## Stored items
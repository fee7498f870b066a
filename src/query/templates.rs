// Query Templates Module
// Selectors and the parameterized LogQL expressions built on top of them.

use crate::errors::PickError;
use crate::generator::LogFormat;
use crate::labels::{quote, LabelModel, FORMAT_LABEL};
use std::fmt;

/// Preferred label for stream selection in templates.
const PRIMARY_LABEL: &str = "app";

/// Preferred label for `sum by (...)` grouping.
const GROUP_LABEL: &str = "namespace";

/// An equality matcher `name="value"`.
#[derive(Debug, Clone, PartialEq, Eq, Hash)]
pub struct Matcher {
    pub name: String,
    pub value: String,
}

impl Matcher {
    pub fn new(name: impl Into<String>, value: impl Into<String>) -> Self {
        Self {
            name: name.into(),
            value: value.into(),
        }
    }
}

impl fmt::Display for Matcher {
    fn fmt(&self, f: &mut fmt::Formatter<'_>) -> fmt::Result {
        write!(f, "{}={}", self.name, quote(&self.value))
    }
}

/// A stream selector with at least one matcher.
#[derive(Debug, Clone, PartialEq, Eq, Hash)]
pub struct Selector(Vec<Matcher>);

impl Selector {
    /// Returns `None` when `matchers` is empty.
    pub fn new(matchers: Vec<Matcher>) -> Option<Self> {
        if matchers.is_empty() {
            None
        } else {
            Some(Self(matchers))
        }
    }

    pub fn single(name: impl Into<String>, value: impl Into<String>) -> Self {
        Self(vec![Matcher::new(name, value)])
    }

    pub fn matchers(&self) -> &[Matcher] {
        &self.0
    }
}

impl fmt::Display for Selector {
    fn fmt(&self, f: &mut fmt::Formatter<'_>) -> fmt::Result {
        f.write_str("{")?;
        for (i, matcher) in self.0.iter().enumerate() {
            if i > 0 {
                f.write_str(", ")?;
            }
            write!(f, "{}", matcher)?;
        }
        f.write_str("}")
    }
}

/// Label names the templates are rendered against.
#[derive(Debug, Clone, Copy)]
pub struct TemplateContext<'a> {
    pub model: &'a LabelModel,
    /// Label whose value selects the stream.
    pub primary: &'a str,
    /// Label used for grouping, when the model has a second one.
    pub group: Option<&'a str>,
}

impl<'a> TemplateContext<'a> {
    /// `app` when configured, otherwise the first non-`format` label.
    /// Grouping uses `namespace` when configured, otherwise any other label.
    pub fn new(model: &'a LabelModel) -> Self {
        let primary = if model.contains(PRIMARY_LABEL) {
            PRIMARY_LABEL
        } else {
            model
                .label_names()
                .find(|name| *name != FORMAT_LABEL)
                .unwrap_or(FORMAT_LABEL)
        };
        let group = if model.contains(GROUP_LABEL) && primary != GROUP_LABEL {
            Some(GROUP_LABEL)
        } else {
            model.label_names().find(|name| *name != primary)
        };
        Self {
            model,
            primary,
            group,
        }
    }

    fn has_json(&self) -> bool {
        self.model.formats().contains(&LogFormat::Json)
    }

    fn selector(&self, draw: f64) -> Result<Selector, PickError> {
        let value = self.model.pick_value(self.primary, draw)?;
        Ok(Selector::single(self.primary, value))
    }
}

/// Metric expressions valid for both instant and range queries.
#[derive(Debug, Clone, Copy, PartialEq, Eq, Hash)]
pub enum InstantTemplate {
    Rate,
    SumByRate,
    RegexFilterRate,
    LineFilterRate,
    JsonStatusRate,
    LogfmtClientRate,
    UnwrapSumOverTime,
    UnwrapQuantileOverTime,
}

impl InstantTemplate {
    pub const ALL: [InstantTemplate; 8] = [
        InstantTemplate::Rate,
        InstantTemplate::SumByRate,
        InstantTemplate::RegexFilterRate,
        InstantTemplate::LineFilterRate,
        InstantTemplate::JsonStatusRate,
        InstantTemplate::LogfmtClientRate,
        InstantTemplate::UnwrapSumOverTime,
        InstantTemplate::UnwrapQuantileOverTime,
    ];

    /// Whether the template can be rendered against `ctx`.
    pub fn is_supported(&self, ctx: &TemplateContext<'_>) -> bool {
        match self {
            InstantTemplate::Rate
            | InstantTemplate::JsonStatusRate
            | InstantTemplate::LogfmtClientRate => true,
            InstantTemplate::SumByRate
            | InstantTemplate::RegexFilterRate
            | InstantTemplate::LineFilterRate
            | InstantTemplate::UnwrapSumOverTime
            | InstantTemplate::UnwrapQuantileOverTime => ctx.group.is_some(),
        }
    }

    /// Render with the primary label value picked by `draw`.
    pub fn render(&self, ctx: &TemplateContext<'_>, draw: f64) -> Result<String, PickError> {
        let selector = ctx.selector(draw)?;
        let group = ctx.group.unwrap_or(ctx.primary);
        let query = match self {
            InstantTemplate::Rate => format!("rate({selector}[5m])"),
            InstantTemplate::SumByRate => {
                format!("sum by ({group}) (rate({selector} [5m]))")
            }
            InstantTemplate::RegexFilterRate => {
                format!(r#"sum by ({group}) (rate({selector} |~ ".*a" [5m]))"#)
            }
            InstantTemplate::LineFilterRate => {
                format!(r#"sum by ({group}) (rate({selector} |= "USB" [5m]))"#)
            }
            InstantTemplate::JsonStatusRate => {
                format!(r#"sum by (status) (rate({selector} | json | __error__ = "" [5m]))"#)
            }
            InstantTemplate::LogfmtClientRate => format!(
                r#"sum by (_client) (rate({selector} | logfmt | __error__ = "" | _client = "" [5m]))"#
            ),
            InstantTemplate::UnwrapSumOverTime => format!(
                r#"sum by ({group}) (sum_over_time({selector} | json | __error__ = "" | unwrap bytes [5m]))"#
            ),
            InstantTemplate::UnwrapQuantileOverTime => format!(
                r#"quantile_over_time(0.99, {selector} | json | __error__ = "" | unwrap bytes [5m]) by ({group})"#
            ),
        };
        Ok(query)
    }
}

/// Expressions for range queries: every metric template plus raw stream
/// selection.
#[derive(Debug, Clone, Copy, PartialEq, Eq, Hash)]
pub enum RangeTemplate {
    Metric(InstantTemplate),
    Selector,
    NegatedLineFilter,
    RegexLineFilter,
    JsonStatusFilter,
}

impl RangeTemplate {
    pub fn all() -> impl Iterator<Item = RangeTemplate> {
        InstantTemplate::ALL
            .into_iter()
            .map(RangeTemplate::Metric)
            .chain([
                RangeTemplate::Selector,
                RangeTemplate::NegatedLineFilter,
                RangeTemplate::RegexLineFilter,
                RangeTemplate::JsonStatusFilter,
            ])
    }

    pub fn is_supported(&self, ctx: &TemplateContext<'_>) -> bool {
        match self {
            RangeTemplate::Metric(template) => template.is_supported(ctx),
            RangeTemplate::Selector
            | RangeTemplate::NegatedLineFilter
            | RangeTemplate::RegexLineFilter => true,
            // needs a `json` stream to select and a primary label besides `format`
            RangeTemplate::JsonStatusFilter => ctx.has_json() && ctx.primary != FORMAT_LABEL,
        }
    }

    pub fn render(&self, ctx: &TemplateContext<'_>, draw: f64) -> Result<String, PickError> {
        if let RangeTemplate::Metric(template) = self {
            return template.render(ctx, draw);
        }
        let selector = ctx.selector(draw)?;
        let query = match self {
            RangeTemplate::Metric(_) | RangeTemplate::Selector => selector.to_string(),
            RangeTemplate::NegatedLineFilter => format!(r#"{selector} |= "USB" != "USB""#),
            RangeTemplate::RegexLineFilter => format!(r#"{selector} |~ "US.*(a|o)""#),
            RangeTemplate::JsonStatusFilter => {
                let mut matchers = selector.matchers().to_vec();
                matchers.push(Matcher::new(FORMAT_LABEL, LogFormat::Json.as_str()));
                let selector = Selector(matchers);
                format!("{selector} | json | status < 300")
            }
        };
        Ok(query)
    }
}

/// Expressions built from values returned by label discovery.
#[derive(Debug, Clone, Copy, PartialEq, Eq, Hash)]
pub enum DiscoveryTemplate {
    /// `{primary="v"} |= "GET" != "GET"`
    NegatedLineFilter,
    /// `{group="v"} |~ "GET|POST"`
    RegexLineFilter,
    /// `{format="v"} | json | method = "GET"`
    JsonMethod,
    /// `{format="v"} | json | bytes > 10000`
    JsonBytes,
}

impl DiscoveryTemplate {
    pub const ALL: [DiscoveryTemplate; 4] = [
        DiscoveryTemplate::NegatedLineFilter,
        DiscoveryTemplate::RegexLineFilter,
        DiscoveryTemplate::JsonMethod,
        DiscoveryTemplate::JsonBytes,
    ];

    /// The label whose discovered value parameterizes the template.
    pub fn label<'a>(&self, ctx: &TemplateContext<'a>) -> Option<&'a str> {
        match self {
            DiscoveryTemplate::NegatedLineFilter => Some(ctx.primary),
            DiscoveryTemplate::RegexLineFilter => ctx.group,
            DiscoveryTemplate::JsonMethod | DiscoveryTemplate::JsonBytes => Some(FORMAT_LABEL),
        }
    }

    pub fn render(&self, selector: &Selector) -> String {
        match self {
            DiscoveryTemplate::NegatedLineFilter => format!(r#"{selector} |= "GET" != "GET""#),
            DiscoveryTemplate::RegexLineFilter => format!(r#"{selector} |~ "GET|POST""#),
            DiscoveryTemplate::JsonMethod => format!(r#"{selector} | json | method = "GET""#),
            DiscoveryTemplate::JsonBytes => format!("{selector} | json | bytes > 10000"),
        }
    }
}
//! lokiload CLI - load generator for Loki-compatible log backends
//!
//! Usage:
//!   lokiload run [OPTIONS]       Run the configured scenarios
//!   lokiload sample [OPTIONS]    Print a generated push batch and queries
//!
//! Examples:
//!   lokiload run --config load.yaml
//!   lokiload run --url http://loki:3100 --vus 20 --duration 5m
//!   lokiload sample --queries 10

use clap::{Args, Parser, Subcommand};
use lokiload::cli::{Config, ConfigError};
use std::time::Duration;

#[derive(Parser)]
#[command(name = "lokiload")]
#[command(author, version, about = "Load generator for Loki-compatible log backends", long_about = None)]
struct Cli {
    #[command(subcommand)]
    command: Commands,
}

/// Flags shared by every command; they override the configuration file
#[derive(Args)]
struct ConfigArgs {
    /// Configuration file path (YAML)
    #[arg(short, long, env = "LOKILOAD_CONFIG")]
    config: Option<String>,

    /// Base URL of the backend, optionally with user:password credentials
    #[arg(long, env = "LOKILOAD_URL")]
    url: Option<String>,

    /// Tenant sent as X-Scope-OrgID
    #[arg(long, env = "LOKILOAD_TENANT")]
    tenant: Option<String>,

    /// Request timeout in milliseconds
    #[arg(long)]
    timeout_ms: Option<u64>,

    /// Seed for reproducible workloads
    #[arg(long, env = "LOKILOAD_SEED")]
    seed: Option<u64>,
}

#[derive(Subcommand)]
enum Commands {
    /// Run the configured scenarios against the backend
    Run {
        #[command(flatten)]
        config: ConfigArgs,

        /// Override the VU count of every scenario
        #[arg(long)]
        vus: Option<usize>,

        /// Override the duration of every scenario (e.g. 30s, 5m)
        #[arg(long, value_parser = humantime::parse_duration)]
        duration: Option<Duration>,

        /// Emit logs as JSON
        #[arg(long)]
        json_logs: bool,

        /// Print the final statistics as JSON instead of text
        #[arg(long)]
        summary_json: bool,
    },
    /// Print a generated push batch and read queries without sending them
    Sample {
        #[command(flatten)]
        config: ConfigArgs,

        /// Number of read queries to render
        #[arg(long, default_value = "5")]
        queries: usize,

        /// Print the full push body instead of an outline
        #[arg(long)]
        body: bool,
    },
}

fn build_config(args: ConfigArgs) -> Result<Config, ConfigError> {
    let mut config = if let Some(path) = args.config {
        Config::from_file(&path)?
    } else {
        Config::default()
    };

    // Override with CLI arguments
    if let Some(url) = args.url {
        config.target.url = url;
    }
    if let Some(tenant) = args.tenant {
        config.target.tenant = Some(tenant);
    }
    if let Some(timeout_ms) = args.timeout_ms {
        config.target.timeout_ms = timeout_ms;
    }
    if args.seed.is_some() {
        config.seed = args.seed;
    }

    Ok(config)
}

fn init_tracing(json: bool) {
    let filter = tracing_subscriber::EnvFilter::from_default_env()
        .add_directive("lokiload=info".parse().unwrap());
    if json {
        tracing_subscriber::fmt()
            .json()
            .with_env_filter(filter)
            .init();
    } else {
        tracing_subscriber::fmt().with_env_filter(filter).init();
    }
}

#[tokio::main]
async fn main() -> Result<(), Box<dyn std::error::Error>> {
    let cli = Cli::parse();

    match cli.command {
        Commands::Run {
            config,
            vus,
            duration,
            json_logs,
            summary_json,
        } => {
            init_tracing(json_logs);

            let mut config = build_config(config)?;
            for scenario in &mut config.scenarios {
                if let Some(vus) = vus {
                    scenario.vus = vus;
                }
                if duration.is_some() {
                    scenario.duration = duration;
                }
            }

            let snapshot = lokiload::cli::run_load(config).await?;
            if summary_json {
                println!("{}", serde_json::to_string_pretty(&snapshot)?);
            } else {
                println!("{}", lokiload::cli::format_summary(&snapshot));
            }
        }
        Commands::Sample {
            config,
            queries,
            body,
        } => {
            let config = build_config(config)?;
            print!("{}", lokiload::cli::sample(&config, queries, body)?);
        }
    }

    Ok(())
}
// Error Types Module
// Configuration, sampling, synthesis and transport failures.

use std::time::Duration;

/// Errors raised while building the label model, selectors or workload.
///
/// These are configuration errors: they surface before any request is sent
/// and abort the run.
#[derive(Debug, Clone, PartialEq, thiserror::Error)]
pub enum ModelError {
    #[error("label `{label}` has invalid cardinality {value}: must be a positive integer")]
    InvalidCardinality { label: String, value: i64 },
    #[error("label `{label}` has cardinality {value}, above the maximum of {max}")]
    CardinalityTooLarge { label: String, value: i64, max: i64 },
    #[error("invalid label name `{0}`: must match [a-zA-Z_][a-zA-Z0-9_]*")]
    InvalidLabelName(String),
    #[error("label `{label}` has an empty value domain")]
    EmptyLabelDomain { label: String },
    #[error("label configuration has no `format` label")]
    MissingFormatLabel,
    #[error("the `format` label must enumerate its values, not use a cardinality")]
    GeneratedFormatLabel,
    #[error("unsupported log format `{0}`")]
    UnsupportedFormat(String),
    #[error("weighted choice list is empty")]
    EmptyChoices,
    #[error("ratio {ratio} at index {index} must be positive and finite")]
    InvalidRatio { index: usize, ratio: f64 },
    #[error("top label probability {0} must lie within [0, 1]")]
    InvalidProbability(f64),
    #[error("unknown label `{0}`")]
    UnknownLabel(String),
    #[error("invalid time range `{0}`")]
    InvalidTimeRange(String),
    #[error("invalid byte window: min {min} exceeds max {max}")]
    InvalidByteWindow { min: usize, max: usize },
    #[error("invalid stream count range {min}..={max}")]
    InvalidStreamRange { min: usize, max: usize },
}

/// A random draw outside `[0, 1)` was handed to a selector.
#[derive(Debug, Clone, Copy, PartialEq, thiserror::Error)]
pub enum SamplingError {
    #[error("random draw {0} must be within [0, 1)")]
    DrawOutOfRange(f64),
}

/// Failure to pick a value for a label.
#[derive(Debug, Clone, PartialEq, thiserror::Error)]
pub enum PickError {
    #[error("unknown label `{0}`")]
    UnknownLabel(String),
    #[error(transparent)]
    Sampling(#[from] SamplingError),
}

/// Errors raised by [`crate::StreamSynthesizer::build_batch`].
#[derive(Debug, Clone, PartialEq, thiserror::Error)]
pub enum SynthesisError {
    #[error("invalid byte window: min {min} exceeds max {max}")]
    InvalidByteWindow { min: usize, max: usize },
    #[error("stream count must be positive")]
    InvalidStreamCount,
}

/// Errors raised by the HTTP transport before a status code is available.
#[derive(Debug, thiserror::Error)]
pub enum TransportError {
    #[error("invalid base URL `{url}`: {reason}")]
    InvalidUrl { url: String, reason: String },
    #[error("request timed out after {0:?}")]
    Timeout(Duration),
    #[error("request failed: {0}")]
    Request(#[from] reqwest::Error),
}

/// Fatal failures of a workload iteration.
///
/// Failed requests are not errors; they are recorded as failed checks.
#[derive(Debug, Clone, PartialEq, thiserror::Error)]
pub enum DriverError {
    #[error(transparent)]
    Synthesis(#[from] SynthesisError),
    #[error(transparent)]
    Pick(#[from] PickError),
}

## DIRECTIONS
Retype exactly the lines from the start of the entries through the one with "use crate::generator::LogFormat;"; include both ends.

## TASK ANSWER
repository fee7498f870b066a
filename src/query/templates.rs
// Query Templates Module
// Selectors and the parameterized LogQL expressions built on top of them.

use crate::errors::PickError;
use crate::generator::LogFormat;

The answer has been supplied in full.